Electromyography (EMG) and nerve conduction studies are not needed for the diagnosis; however, it would be useful to distinguish and quantify the degree of damage by doing serial EMGs.

Electromyography (EMG) has shown that the trapezius is the main muscle responsible for shoulder elevation, and, by means of its upper bundle, it takes part in arm elevation. Nonetheless, this movement also involves the participation of the deltoid, supraspinatus, and infraspinatus muscles. For these reasons, certain spinal nerve mononeuropathy may be missed by healthcare providers because the movement may be compensated by the action of the other muscles responsible for arm elevation.[8]

Treatment / Management

The algorithm for management is divided between immediate therapy and delayed management. The severity and the cause of the SAN injury would be factors in determining whether the treatment is surgical, such as re-anastomosis and nerve grafting, or nonsurgical, such as nonsteroidal anti-inflammatory drugs (NSAIDs), nerve stimulation and local/ regional nerve blocking and physical therapy and rehabilitation. Immediate therapy should be considered for severe presentation, such as penetrating traumas and iatrogenic injuries.

Differential Diagnosis

  • Long thoracic nerve injury causing paralysis or weakness of the serratus anterior muscle presents as winging of the scapula that is worse with lift-forward flexion of the arm or pushing the outstretched arm against a wall. This is different from CN XI injury, which has winging of the scapula with the abduction of the arm.
  • Rotator cuff injury has a similar presentation when lifting the arm behind the head, except this injury does not present with winging of the scapula.
  • Shoulder girdle arthritis and pain syndrome do not have muscular atrophy and winging of the scapula.
  • Whiplash injury could cause neck pain and cervical spine rigidity and limited neck motion secondary to spasm and pain.

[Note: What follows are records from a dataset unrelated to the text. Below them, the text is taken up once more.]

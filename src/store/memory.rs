//! In-process store
//!
//! Each unit of work reads from a snapshot taken at `begin` and stages its
//! writes. `commit` replays the staged writes against the current shared
//! tables under the lock, re-checking uniqueness, and publishes them all or
//! none. Rollback, or dropping the unit of work, discards them.

use std::sync::{Arc, Mutex, MutexGuard};

use async_trait::async_trait;
use chrono::{DateTime, Utc};
use uuid::Uuid;

use crate::error::{AppError, DatabaseError};
use crate::models::{AccessToken, Post, RefreshToken, User};

use super::{Store, UnitOfWork};

#[derive(Debug, Clone, Default)]
struct Tables {
    users: Vec<User>,
    refresh_tokens: Vec<RefreshToken>,
    access_tokens: Vec<AccessToken>,
    posts: Vec<Post>,
}

#[derive(Debug, Clone)]
enum Write {
    InsertUser(User),
    InsertRefreshToken(RefreshToken),
    InsertAccessToken(AccessToken),
    InsertPost(Post),
    UpdatePost {
        id: Uuid,
        title: String,
        content: String,
        at: DateTime<Utc>,
    },
    DeletePost {
        id: Uuid,
        at: DateTime<Utc>,
    },
}

impl Tables {
    fn active_user_by_email(&self, email: &str) -> Option<&User> {
        self.users
            .iter()
            .find(|u| !u.is_deleted() && u.email.eq_ignore_ascii_case(email))
    }

    fn live_post_mut(&mut self, id: Uuid) -> Option<&mut Post> {
        self.posts.iter_mut().find(|p| p.id == id && !p.is_deleted())
    }

    fn apply(&mut self, write: &Write) -> Result<(), AppError> {
        match write {
            Write::InsertUser(user) => {
                if self.active_user_by_email(&user.email).is_some() {
                    return Err(AppError::Conflict("email already used".to_string()));
                }
                self.users.push(user.clone());
            }
            Write::InsertRefreshToken(token) => {
                if self.refresh_tokens.iter().any(|t| t.token_hash == token.token_hash) {
                    return Err(unique_violation("refresh_tokens_token_hash_key"));
                }
                self.refresh_tokens.push(token.clone());
            }
            Write::InsertAccessToken(token) => {
                if !self.refresh_tokens.iter().any(|t| t.id == token.refresh_token_id) {
                    return Err(AppError::Database(DatabaseError::QueryExecution(
                        "access_tokens.refresh_token_id references a missing refresh token"
                            .to_string(),
                    )));
                }
                if self.access_tokens.iter().any(|t| t.token_hash == token.token_hash) {
                    return Err(unique_violation("access_tokens_token_hash_key"));
                }
                self.access_tokens.push(token.clone());
            }
            Write::InsertPost(post) => self.posts.push(post.clone()),
            Write::UpdatePost { id, title, content, at } => {
                if let Some(post) = self.live_post_mut(*id) {
                    post.title = title.clone();
                    post.content = content.clone();
                    post.updated_at = Some(*at);
                }
            }
            Write::DeletePost { id, at } => {
                if let Some(post) = self.live_post_mut(*id) {
                    post.deleted_at = Some(*at);
                }
            }
        }
        Ok(())
    }
}

fn unique_violation(constraint: &str) -> AppError {
    AppError::Database(DatabaseError::UniqueConstraintViolation(constraint.to_string()))
}

/// Shared in-memory tables
#[derive(Clone, Default)]
pub struct MemoryStore {
    tables: Arc<Mutex<Tables>>,
}

impl MemoryStore {
    pub fn new() -> Self {
        Self::default()
    }

    /// Committed (refresh, access) token rows
    #[cfg(test)]
    pub(crate) fn token_counts(&self) -> (usize, usize) {
        let tables = self.tables.lock().unwrap();
        (tables.refresh_tokens.len(), tables.access_tokens.len())
    }
}

fn lock(tables: &Mutex<Tables>) -> Result<MutexGuard<'_, Tables>, AppError> {
    tables
        .lock()
        .map_err(|_| AppError::Internal("memory store lock poisoned".to_string()))
}

#[async_trait]
impl Store for MemoryStore {
    async fn begin(&self) -> Result<Box<dyn UnitOfWork>, AppError> {
        let view = lock(&self.tables)?.clone();
        Ok(Box::new(MemoryUnitOfWork {
            shared: Arc::clone(&self.tables),
            view,
            pending: Vec::new(),
        }))
    }
}

pub struct MemoryUnitOfWork {
    shared: Arc<Mutex<Tables>>,
    view: Tables,
    pending: Vec<Write>,
}

impl MemoryUnitOfWork {
    fn stage(&mut self, write: Write) -> Result<(), AppError> {
        self.view.apply(&write)?;
        self.pending.push(write);
        Ok(())
    }
}

#[async_trait]
impl UnitOfWork for MemoryUnitOfWork {
    async fn find_active_user_by_email(&mut self, email: &str) -> Result<Option<User>, AppError> {
        Ok(self.view.active_user_by_email(email).cloned())
    }

    async fn find_active_user_by_id(&mut self, id: Uuid) -> Result<Option<User>, AppError> {
        Ok(self
            .view
            .users
            .iter()
            .find(|u| u.id == id && !u.is_deleted())
            .cloned())
    }

    async fn insert_user(&mut self, user: &User) -> Result<(), AppError> {
        self.stage(Write::InsertUser(user.clone()))
    }

    async fn insert_refresh_token(&mut self, token: &RefreshToken) -> Result<(), AppError> {
        self.stage(Write::InsertRefreshToken(token.clone()))
    }

    async fn find_active_refresh_token(
        &mut self,
        token_hash: &str,
        now: DateTime<Utc>,
    ) -> Result<Option<RefreshToken>, AppError> {
        Ok(self
            .view
            .refresh_tokens
            .iter()
            .find(|t| t.token_hash == token_hash && t.is_active_at(now))
            .cloned())
    }

    async fn insert_access_token(&mut self, token: &AccessToken) -> Result<(), AppError> {
        self.stage(Write::InsertAccessToken(token.clone()))
    }

    async fn active_access_token_exists(
        &mut self,
        token_hash: &str,
        now: DateTime<Utc>,
    ) -> Result<bool, AppError> {
        Ok(self
            .view
            .access_tokens
            .iter()
            .any(|t| t.token_hash == token_hash && t.is_active_at(now)))
    }

    async fn insert_post(&mut self, post: &Post) -> Result<(), AppError> {
        self.stage(Write::InsertPost(post.clone()))
    }

    async fn update_post(
        &mut self,
        id: Uuid,
        title: &str,
        content: &str,
        now: DateTime<Utc>,
    ) -> Result<Option<Post>, AppError> {
        if self.view.live_post_mut(id).is_none() {
            return Ok(None);
        }
        self.stage(Write::UpdatePost {
            id,
            title: title.to_string(),
            content: content.to_string(),
            at: now,
        })?;
        Ok(self.view.posts.iter().find(|p| p.id == id).cloned())
    }

    async fn soft_delete_post(&mut self, id: Uuid, now: DateTime<Utc>) -> Result<bool, AppError> {
        if self.view.live_post_mut(id).is_none() {
            return Ok(false);
        }
        self.stage(Write::DeletePost { id, at: now })?;
        Ok(true)
    }

    async fn find_post(&mut self, id: Uuid) -> Result<Option<Post>, AppError> {
        Ok(self
            .view
            .posts
            .iter()
            .find(|p| p.id == id && !p.is_deleted())
            .cloned())
    }

    async fn list_posts(&mut self) -> Result<Vec<Post>, AppError> {
        let mut posts: Vec<Post> = self
            .view
            .posts
            .iter()
            .filter(|p| !p.is_deleted())
            .cloned()
            .collect();
        posts.sort_by_key(|p| p.created_at);
        Ok(posts)
    }

    async fn commit(self: Box<Self>) -> Result<(), AppError> {
        let mut shared = lock(&self.shared)?;
        let mut next = shared.clone();
        for write in &self.pending {
            next.apply(write)?;
        }
        *shared = next;
        Ok(())
    }

    async fn rollback(self: Box<Self>) -> Result<(), AppError> {
        Ok(())
    }
}

#[cfg(test)]
mod tests {
    use super::*;
    use chrono::Duration;

    fn user(email: &str) -> User {
        User {
            id: Uuid::new_v4(),
            name: "Test".to_string(),
            email: email.to_string(),
            password_hash: "hash".to_string(),
            created_at: Utc::now(),
            updated_at: None,
            deleted_at: None,
        }
    }

    #[tokio::test]
    async fn test_commit_publishes_writes() {
        let store = MemoryStore::new();

        let mut uow = store.begin().await.unwrap();
        uow.insert_user(&user("a@example.com")).await.unwrap();
        uow.commit().await.unwrap();

        let mut reader = store.begin().await.unwrap();
        assert!(reader
            .find_active_user_by_email("a@example.com")
            .await
            .unwrap()
            .is_some());
    }

    #[tokio::test]
    async fn test_rollback_and_drop_discard_writes() {
        let store = MemoryStore::new();

        let mut uow = store.begin().await.unwrap();
        uow.insert_user(&user("a@example.com")).await.unwrap();
        // Visible inside its own unit of work
        assert!(uow.find_active_user_by_email("a@example.com").await.unwrap().is_some());
        uow.rollback().await.unwrap();

        let mut dropped = store.begin().await.unwrap();
        dropped.insert_user(&user("b@example.com")).await.unwrap();
        drop(dropped);

        let mut reader = store.begin().await.unwrap();
        assert!(reader.find_active_user_by_email("a@example.com").await.unwrap().is_none());
        assert!(reader.find_active_user_by_email("b@example.com").await.unwrap().is_none());
    }

    #[tokio::test]
    async fn test_concurrent_duplicate_email_conflicts_on_commit() {
        let store = MemoryStore::new();

        let mut first = store.begin().await.unwrap();
        let mut second = store.begin().await.unwrap();
        first.insert_user(&user("a@example.com")).await.unwrap();
        second.insert_user(&user("a@example.com")).await.unwrap();

        first.commit().await.unwrap();
        let result = second.commit().await;
        assert!(matches!(result, Err(AppError::Conflict(_))));
    }

    #[tokio::test]
    async fn test_access_token_requires_refresh_token() {
        let store = MemoryStore::new();
        let mut uow = store.begin().await.unwrap();

        let orphan = AccessToken {
            id: Uuid::new_v4(),
            user_id: Uuid::new_v4(),
            refresh_token_id: Uuid::new_v4(),
            token_hash: "h".to_string(),
            created_at: Utc::now(),
            expired_at: Utc::now() + Duration::hours(1),
            revoked_at: None,
        };

        assert!(uow.insert_access_token(&orphan).await.is_err());
    }

    #[tokio::test]
    async fn test_soft_deleted_posts_are_hidden() {
        let store = MemoryStore::new();
        let mut uow = store.begin().await.unwrap();
        let post = Post {
            id: Uuid::new_v4(),
            user_id: Uuid::new_v4(),
            title: "t".to_string(),
            content: "c".to_string(),
            created_at: Utc::now(),
            updated_at: None,
            deleted_at: None,
        };
        uow.insert_post(&post).await.unwrap();

        assert!(uow.soft_delete_post(post.id, Utc::now()).await.unwrap());
        assert!(!uow.soft_delete_post(post.id, Utc::now()).await.unwrap());
        assert!(uow.find_post(post.id).await.unwrap().is_none());
        assert!(uow.list_posts().await.unwrap().is_empty());
        assert!(uow
            .update_post(post.id, "x", "y", Utc::now())
            .await
            .unwrap()
            .is_none());
    }
}
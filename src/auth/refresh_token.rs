/// Refresh Token Generation and Token Hashing
///
/// Refresh tokens are opaque: 32 bytes from the operating system RNG,
/// hex-encoded. Their only meaning is as a lookup key, via their SHA-256
/// hash, into the token store. The same hash is used for access tokens.

use rand::rngs::OsRng;
use rand::RngCore;
use sha2::{Digest, Sha256};

use crate::error::{AppError, CryptoError};

const REFRESH_TOKEN_BYTES: usize = 32;

/// Generate a new refresh token
///
/// # Errors
/// Returns `CryptoError::Randomness` if the OS random source fails
pub fn generate_refresh_token() -> Result<String, AppError> {
    let mut bytes = [0u8; REFRESH_TOKEN_BYTES];
    OsRng
        .try_fill_bytes(&mut bytes)
        .map_err(|e| AppError::Crypto(CryptoError::Randomness(e.to_string())))?;

    Ok(to_hex(&bytes))
}

/// SHA-256 of a raw token, lowercase hex. Only this value is ever stored.
pub fn hash_token(token: &str) -> String {
    let mut hasher = Sha256::new();
    hasher.update(token.as_bytes());
    format!("{:x}", hasher.finalize())
}

fn to_hex(bytes: &[u8]) -> String {
    bytes.iter().map(|b| format!("{:02x}", b)).collect()
}
//! Write-then-rename for admitted destinations.
//!
//! The temp file lives in the destination's own directory so the final
//! rename never crosses a filesystem. A reader sees either the previous
//! file or the complete new one.

use std::fs;
use std::io::Write;

use tempfile::NamedTempFile;
use tracing::debug;

use super::AdmittedPath;
use crate::error::{OperationError, Result};

fn write_error(dest: &AdmittedPath, e: impl std::fmt::Display) -> OperationError {
    OperationError::Write(format!("{}: {e}", dest.as_path().display()))
}

/// Atomically replaces `dest` with `contents`, creating missing parent
/// directories (which are inside the root, since `dest` is).
pub fn write_atomic_blocking(dest: &AdmittedPath, contents: &[u8]) -> Result<()> {
    let parent = dest
        .as_path()
        .parent()
        .ok_or_else(|| write_error(dest, "destination has no parent directory"))?;
    fs::create_dir_all(parent).map_err(|e| write_error(dest, e))?;

    let mut tmp = NamedTempFile::new_in(parent).map_err(|e| write_error(dest, e))?;
    tmp.write_all(contents).map_err(|e| write_error(dest, e))?;
    tmp.as_file().sync_all().map_err(|e| write_error(dest, e))?;
    tmp.persist(dest.as_path())
        .map_err(|e| write_error(dest, e.error))?;

    debug!("Wrote {} bytes to {}", contents.len(), dest.as_path().display());
    Ok(())
}

/// Async wrapper around [`write_atomic_blocking`].
pub async fn write_atomic(dest: &AdmittedPath, contents: Vec<u8>) -> Result<()> {
    let target = dest.clone();
    tokio::task::spawn_blocking(move || write_atomic_blocking(&target, &contents))
        .await
        .map_err(|e| write_error(dest, e))?
}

In a study in which half of the patients received primary nerve repair, and half of the patients received nerve graft,  it was found that the recovery time ranged between 4 to 10 months.[9][10][11] However, one of the most important contributors to a better prognosis is an early referral, which leads to a more accurate diagnosis and appropriate intervention. Also, the early operative intervention has better results in regaining functionality; whereas, delayed diagnosis and treatment run the risk of less effective treatment and less predictable results.[9][12][13][14]


A patient with an injury to the SAN may present with neck pain, asymmetrical shoulders, inability to shrug the shoulder, or weakness in the neck area.

Deterrence and Patient Education

If the patient undergoes a surgical nerve repair, proper advice should be given on the restriction of motility and care of the wound. The importance of physiotherapy, when needed, should always be stressed.

Enhancing Healthcare Team Outcomes

It is important for the nurse practitioner and primary care provider to refer any patient with an inability to shrug the shoulder or asymmetrical shoulders to a neurologist to determine the cause and treatment. Coordination of care for the patient is crucial, with physical therapy and occupational therapy playing a significant role in better recovery and improved outcomes.